"The fear of the LORD is clean, enduring for ever: the judgments of the LORD are true and righteous altogether. More to be desired are they than gold, yea, than much fine gold: sweeter also than honey and the honeycomb" (Psalm 19:9-10).
A recent study involved sticking little numbered tags on the backs of seven thousand living honeybees. The purpose was the age-old question of what determines our behavior: nature or nurture? genes or environment? The honeybees were used to see if their occupation in the hive was based upon what their father did. That is, was it genetic inheritance? Typically, the queen bee mates with over a dozen males before settling down to a year or two of continuous egg-laying.

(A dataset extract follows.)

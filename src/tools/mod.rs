//! 工具箱：命令执行

pub mod shell;

pub use shell::{CommandRunner, ExecutionResult};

In one study, the queen was allowed to mate only with a "guard bee" and an "undertaker bee," whose job is to dispose of dead bees in the hive.

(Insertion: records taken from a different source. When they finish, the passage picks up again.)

//! aios-daemon - 自然语言命令解释守护进程
//!
//! 入口：初始化日志、加载配置、构建共享状态，启动内核通道回环与 Unix socket 监听循环，
//! 收到 Ctrl+C / SIGTERM 后等待所有会话结束并落盘。

use std::path::PathBuf;
use std::sync::Arc;
use std::time::Duration;

use aios::config::load_config;
use aios::core::DaemonState;
use aios::gateway::{KernelBridge, SessionManager};
use aios::llm::{OllamaBackend, RetryConfig, RetryingBackend};
use anyhow::Context;

/// 内核通道队列长度
const KERNEL_QUEUE: usize = 32;

/// `--config <path>` 优先，其次环境变量 AIOS_CONFIG
fn config_path() -> Option<PathBuf> {
    let mut args = std::env::args().skip(1);
    while let Some(arg) = args.next() {
        if arg == "--config" || arg == "-c" {
            return args.next().map(PathBuf::from);
        }
        if let Some(path) = arg.strip_prefix("--config=") {
            return Some(PathBuf::from(path));
        }
    }
    std::env::var_os("AIOS_CONFIG").map(PathBuf::from)
}

#[tokio::main]
async fn main() -> anyhow::Result<()> {
    aios::observability::init();

    let cfg = load_config(config_path()).context("Failed to load config")?;

    let backend = RetryingBackend::new(
        Arc::new(OllamaBackend::new()),
        RetryConfig {
            max_attempts: cfg.retry.max_attempts,
            base_delay: Duration::from_millis(cfg.retry.base_delay_ms),
        },
    );
    let state = Arc::new(
        DaemonState::from_config(&cfg, Arc::new(backend)).context("Failed to build daemon state")?,
    );
    state.shutdown.install_signal_handlers();

    tracing::info!(
        model = %state.router.current_name(),
        backends = state.router.backends().len(),
        confirmation_required = state.settings.confirmation_required,
        "aios daemon starting"
    );

    // 通道发送端随 main 存活；桥接在关闭信号到来时退出
    let (bridge, _kernel_channel) = KernelBridge::new(Arc::clone(&state), KERNEL_QUEUE);
    let bridge_task = tokio::spawn(bridge.run());

    let manager = SessionManager::bind(Arc::clone(&state), &cfg.daemon.socket_path)
        .context("Failed to bind daemon socket")?;
    manager.serve().await.context("Session manager failed")?;

    if let Err(e) = bridge_task.await {
        tracing::warn!(error = %e, "kernel bridge task failed");
    }
    state.persist();
    tracing::info!(reason = ?state.shutdown.reason(), "aios daemon stopped");
    Ok(())
}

It was found that the young bee is likely to take up its father's occupation 80 percent of the time. This means that much of the complex social structure of the beehive is passed on in the genes. But the study also left evolutionary scientists with a mystery. There is a wide genetic variation within the normal beehive, so if the whole arrangement evolved, the very cooperative and complex society actually found would not be expected.
The answer is, of course, that when something is clearly so intricately designed there must be a Designer. Some have even admitted that their main objection to believing in creation is that they would have to accept the fact that there is a Creator.